Having said that, we must beware of a tendency to denigrate life-forms which do not happen to possess mental states. The behavioural flexibility of even the humblest bacterium - as manifested in phenomena as varied as gene swapping, phenotypic plasticity, habituation, sensitivity, memory, and indirect stimulus-response coupling - is so vast that it has taken decades of research, by our brightest minds, to fathom it. The complexity of the behaviour of a single bacterium is awe-inspiring, even if we confine ourselves to one aspect, such as locomotion. A bacterium moves around by a form of screw propulsion, which was only discovered 400 years ago, by Leonardo da Vinci (Di Primio, Muller and Lengeler, 2000, p. 4). One could profitably spend a lifetime researching the behaviour of such an individual. Bacteria may lack awareness, but the tasks of what they can perform is very impressive, which is why Kilian and Muller (2001) propose copying some of their features to design technical artifacts.

A bacterium is, after all, a living thing. It has well-defined biological functions and an interest in realising these functions. It does not have a mind, but it still matters.

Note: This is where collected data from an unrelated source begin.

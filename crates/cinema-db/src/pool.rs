//! # Database Pool Management
//!
//! Connection pool creation and configuration for SQLite.
//!
//! ## Architecture
//! ```text
//! ┌─────────────────────────────────────────────────────────────────────────┐
//! │                      Database Connection Pool                           │
//! │                                                                         │
//! │  Service Startup                                                       │
//! │       │                                                                 │
//! │       ▼                                                                 │
//! │  DbConfig::new(path) ← Configure pool settings                         │
//! │       │                                                                 │
//! │       ▼                                                                 │
//! │  Database::new(config).await ← Create pool + run migrations            │
//! │       │                                                                 │
//! │       ▼                                                                 │
//! │  ┌─────────────────────────────────────────┐                           │
//! │  │            SqlitePool                    │                           │
//! │  │  ┌─────┐ ┌─────┐ ┌─────┐ ┌─────┐       │                           │
//! │  │  │Conn1│ │Conn2│ │Conn3│ │Conn4│ ...   │  (max_connections)        │
//! │  │  └─────┘ └─────┘ └─────┘ └─────┘       │                           │
//! │  └─────────────────────────────────────────┘                           │
//! │       │                                                                 │
//! │       │ Concurrent scheduling/booking requests                         │
//! │       ▼                                                                 │
//! │  Request 1 ──► uses Conn1                                              │
//! │  Request 2 ──► uses Conn2                                              │
//! │  (SQLite's single write lock serializes conflicting mutations)         │
//! │                                                                         │
//! └─────────────────────────────────────────────────────────────────────────┘
//! ```
//!
//! ## WAL Mode
//! SQLite WAL (Write-Ahead Logging) mode is enabled for:
//! - Better concurrent read performance
//! - Readers don't block writers
//! - Better crash recovery

use sqlx::sqlite::{SqliteConnectOptions, SqliteJournalMode, SqlitePoolOptions, SqliteSynchronous};
use sqlx::SqlitePool;
use std::path::PathBuf;
use std::str::FromStr;
use std::time::Duration;
use tracing::{debug, info};

use crate::booking::BookingLedger;
use crate::error::{DbError, DbResult};
use crate::inventory::SeatInventory;
use crate::migrations;
use crate::repository::seat::SeatRepository;
use crate::repository::showtime::ShowtimeRepository;
use crate::repository::ticket::TicketRepository;
use crate::repository::venue::VenueRepository;
use crate::scheduler::ShowtimeScheduler;

// =============================================================================
// Configuration
// =============================================================================

/// Database configuration.
///
/// ## Example
/// ```rust,ignore
/// let config = DbConfig::new("/path/to/cinema.db")
///     .max_connections(5)
///     .min_connections(1);
/// ```
#[derive(Debug, Clone)]
pub struct DbConfig {
    /// Path to the SQLite database file.
    pub database_path: PathBuf,

    /// Maximum number of connections in the pool.
    /// Default: 5
    pub max_connections: u32,

    /// Minimum number of connections to keep alive.
    /// Default: 1
    pub min_connections: u32,

    /// Connection timeout duration.
    /// Default: 30 seconds
    pub connect_timeout: Duration,

    /// Idle timeout before closing a connection.
    /// Default: 10 minutes
    pub idle_timeout: Duration,

    /// Whether to run migrations on connect.
    /// Default: true
    pub run_migrations: bool,
}

impl DbConfig {
    /// Creates a new database configuration with the given path.
    ///
    /// The database file will be created if it doesn't exist.
    pub fn new(path: impl Into<PathBuf>) -> Self {
        DbConfig {
            database_path: path.into(),
            max_connections: 5,
            min_connections: 1,
            connect_timeout: Duration::from_secs(30),
            idle_timeout: Duration::from_secs(600),
            run_migrations: true,
        }
    }

    /// Sets the maximum number of connections.
    pub fn max_connections(mut self, max: u32) -> Self {
        self.max_connections = max;
        self
    }

    /// Sets the minimum number of connections.
    pub fn min_connections(mut self, min: u32) -> Self {
        self.min_connections = min;
        self
    }

    /// Sets the connection timeout.
    pub fn connect_timeout(mut self, timeout: Duration) -> Self {
        self.connect_timeout = timeout;
        self
    }

    /// Sets whether to run migrations on connect.
    pub fn run_migrations(mut self, run: bool) -> Self {
        self.run_migrations = run;
        self
    }

    /// Creates an in-memory database configuration (for testing).
    ///
    /// ## Usage
    /// ```rust,ignore
    /// let config = DbConfig::in_memory();
    /// let db = Database::new(config).await?;
    /// // Database is isolated, perfect for tests
    /// ```
    pub fn in_memory() -> Self {
        DbConfig {
            database_path: PathBuf::from(":memory:"),
            max_connections: 1, // In-memory requires single connection
            min_connections: 1,
            connect_timeout: Duration::from_secs(5),
            idle_timeout: Duration::from_secs(60),
            run_migrations: true,
        }
    }
}

// =============================================================================
// Database
// =============================================================================

/// Main database handle providing repository and service access.
///
/// ## Usage
/// ```rust,ignore
/// let db = Database::new(DbConfig::new("./cinema.db")).await?;
///
/// let showtime = db.scheduler().create(new_showtime).await?;
/// let tickets = db.bookings().book_seats(&showtime.id, &seat_ids).await?;
/// ```
#[derive(Debug, Clone)]
pub struct Database {
    /// The SQLite connection pool.
    pool: SqlitePool,
}

impl Database {
    /// Creates a new database connection pool.
    ///
    /// ## What This Does
    /// 1. Creates the database file if it doesn't exist
    /// 2. Configures SQLite:
    ///    - WAL mode for concurrent reads
    ///    - NORMAL synchronous (balance of safety/speed)
    ///    - Foreign keys enabled
    /// 3. Creates the connection pool
    /// 4. Runs migrations (if enabled)
    pub async fn new(config: DbConfig) -> DbResult<Self> {
        info!(
            path = %config.database_path.display(),
            "Initializing database connection"
        );

        // sqlite://path creates file if not exists
        let connect_url = format!("sqlite://{}?mode=rwc", config.database_path.display());

        let connect_options = SqliteConnectOptions::from_str(&connect_url)
            .map_err(|e| DbError::ConnectionFailed(e.to_string()))?
            // WAL mode: readers don't block writers
            .journal_mode(SqliteJournalMode::Wal)
            // NORMAL synchronous: safe from corruption, may lose last txn on crash
            .synchronous(SqliteSynchronous::Normal)
            // SQLite has foreign keys disabled by default
            .foreign_keys(true)
            .create_if_missing(true);

        debug!("Connection options configured");

        let pool = SqlitePoolOptions::new()
            .max_connections(config.max_connections)
            .min_connections(config.min_connections)
            .acquire_timeout(config.connect_timeout)
            .idle_timeout(Some(config.idle_timeout))
            .connect_with(connect_options)
            .await
            .map_err(|e| DbError::ConnectionFailed(e.to_string()))?;

        info!(
            max_connections = config.max_connections,
            "Database pool created"
        );

        let db = Database { pool };

        if config.run_migrations {
            db.run_migrations().await?;
        }

        Ok(db)
    }

    /// Runs database migrations.
    ///
    /// Automatically called by `new()` unless disabled in config.
    pub async fn run_migrations(&self) -> DbResult<()> {
        info!("Running database migrations");
        migrations::run_migrations(&self.pool).await?;
        info!("Migrations complete");
        Ok(())
    }

    /// Returns a reference to the connection pool.
    ///
    /// For advanced queries not covered by repositories.
    /// Prefer repository and service methods when available.
    pub fn pool(&self) -> &SqlitePool {
        &self.pool
    }

    /// Returns the venue repository.
    pub fn venues(&self) -> VenueRepository {
        VenueRepository::new(self.pool.clone())
    }

    /// Returns the showtime repository.
    pub fn showtimes(&self) -> ShowtimeRepository {
        ShowtimeRepository::new(self.pool.clone())
    }

    /// Returns the seat repository.
    pub fn seats(&self) -> SeatRepository {
        SeatRepository::new(self.pool.clone())
    }

    /// Returns the ticket repository.
    pub fn tickets(&self) -> TicketRepository {
        TicketRepository::new(self.pool.clone())
    }

    /// Returns the showtime scheduler service.
    pub fn scheduler(&self) -> ShowtimeScheduler {
        ShowtimeScheduler::new(self.pool.clone())
    }

    /// Returns the seat inventory service.
    pub fn inventory(&self) -> SeatInventory {
        SeatInventory::new(self.pool.clone())
    }

    /// Returns the booking ledger service.
    pub fn bookings(&self) -> BookingLedger {
        BookingLedger::new(self.pool.clone())
    }

    /// Closes the database connection pool.
    pub async fn close(&self) {
        info!("Closing database connection pool");
        self.pool.close().await;
    }

    /// Checks if the database is healthy (can execute queries).
    pub async fn health_check(&self) -> bool {
        sqlx::query("SELECT 1").execute(&self.pool).await.is_ok()
    }
}

// =============================================================================
// Unit Tests
// =============================================================================

#[cfg(test)]
mod tests {
    use super::*;

    #[tokio::test]
    async fn test_in_memory_database() {
        let config = DbConfig::in_memory();
        let db = Database::new(config).await.unwrap();

        assert!(db.health_check().await);
    }

    #[tokio::test]
    async fn test_migration_status_after_connect() {
        let db = Database::new(DbConfig::in_memory()).await.unwrap();
        let (total, applied) = migrations::migration_status(db.pool()).await.unwrap();
        assert_eq!(total, applied);
        assert!(total >= 1);
    }

    #[tokio::test]
    async fn test_config_builder() {
        let config = DbConfig::new("/tmp/test.db")
            .max_connections(10)
            .min_connections(2);

        assert_eq!(config.max_connections, 10);
        assert_eq!(config.min_connections, 2);
    }
}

So far, our investigation has shown that even "simple" organisms already possess a high degree of adaptability as well as behavioural flexibility, which indicates that they need it in order to survive. If learning is not so prevalent among organisms, it is only because most organisms can cope perfectly well without it, thanks to a dazzling array of behavioural tricks. This behavioural repertoire is the platform which supports mental states:

Cognition, at least in Nature, can only exist in organisms that are able to live without it. In other words, cognition comes as an enhancement to existing mechanisms of action regulation, not as the sole means by which organisms control their behaviour (Strube, 1998, p. 90).